We talk about life-changing moments, but until they happen we’re not truly sure until after the fact.
This past year I said goodbye to my wonderful dog Abbey, held my wife the morning her father died and discovered who I am.
Abbey was with me through my migraine sessions, always laying next to me until they subsided. My father-in-law was one of the most creative, imaginative and caring men I’ve ever met.
Both of these changed who I am, but it was the 20 minutes I took twice a day which healed my soul and saved me from suicide and depression.
My life up until this year felt as though it were a series of mishaps leading me toward the end of my life. By the end of 2013 I felt I’d lived my last full year and would not live through another year.

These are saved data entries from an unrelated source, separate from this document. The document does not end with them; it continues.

//! pushsub Hub
//!
//! `SQLite`-backed adapters for the subscriber lifecycle:
//! - [`storage::HubDatabase`]: subscriber rows, implements `SubscriptionStore`
//! - [`dispatch::OutboxDispatcher`]: durable, priority-ordered delivery jobs
//! - [`scheduler`]: periodic requeue and pruning

pub mod dispatch;
pub mod scheduler;
pub mod storage;
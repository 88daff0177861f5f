//! Dispatcher backends for the hub.

mod outbox;

pub use outbox::OutboxDispatcher;
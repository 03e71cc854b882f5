use std::time::Duration;

/// Counts for various things which count, roughly.
///
/// All counts are observational: no technique rewrites the formula on the basis of a count.
/// The counters are reset at the start of each [simplify](crate::context::Context::simplify) call, so a run on fixed input and configuration always reports the same counts.
#[derive(Clone, Debug, Default)]
pub struct Counters {
    /// Clauses found to be blocked.
    pub blocked_clauses: usize,

    /// Atoms whose resolvent count was within bound, and so could be eliminated.
    pub eliminated_atoms: usize,

    /// Resolvent checks made at the literal level during elimination.
    ///
    /// With signatures enabled only ambiguous pairs reach the literal level, so this count is lower on signed runs.
    pub elim_resolvents: usize,

    /// Clauses found to be subsumed by some other clause.
    pub subsumed_clauses: usize,

    /// Clauses some other clause could strengthen by removing a literal.
    pub strengthened_clauses: usize,

    /// Blocked clause checks settled by a signature certificate alone.
    pub block_signature_hits: usize,

    /// Resolvent pairs certified non-tautological by signature alone.
    pub elim_signature_hits: usize,

    /// Subsumption candidates skipped on a signature mismatch.
    pub subsume_signature_hits: usize,

    /// The time taken by the pass.
    pub time: Duration,
}

impl Counters {
    /// Clears every count.
    pub fn reset(&mut self) {
        *self = Counters::default();
    }
}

When I walked in to the TM center in Las Vegas, I discovered that there were others who had dealt with depression, addiction, and stress in the same ways I had.
They’d taken the pills the doctor prescribed, they’d had their share of being “on the wagon.” None of them felt better until they’d tried TM.
Now, I’m the one touting its effectiveness and leading others to learn the technique.
In the next few weeks my wife will be learning the technique. She’s had her father pass away, dealt with depression and bi-polar disorder. But I know TM will work for her. In the next year there will be a few changes on the blog to reflect my involvement with TM and I hope you’ll talk to a teacher or read David Lynch’s book.
2014 and Transcendental Meditation changed my soul. It made me want to live for myself. It made me want to be a better father, husband, son and human. I care more about the lives around me, though they may not know I’m there, I want them to be at peace with who they are, where they’ve been and the life they have.
TM put my soul to rest about my childhood, my parents divorce and the problems I’d had with my father. I love him, and always will, but I know that we’re different people than we were before and there’s a separation between us that will never be healed. I hope he has a good life, enjoys himself and finds TM and begins to learn.
We’re all going through life learning about who we are, but I feel TM makes us understand who we are and embrace that person and not care about the rest.
Happy New Year and I hope you have peaceful 2015.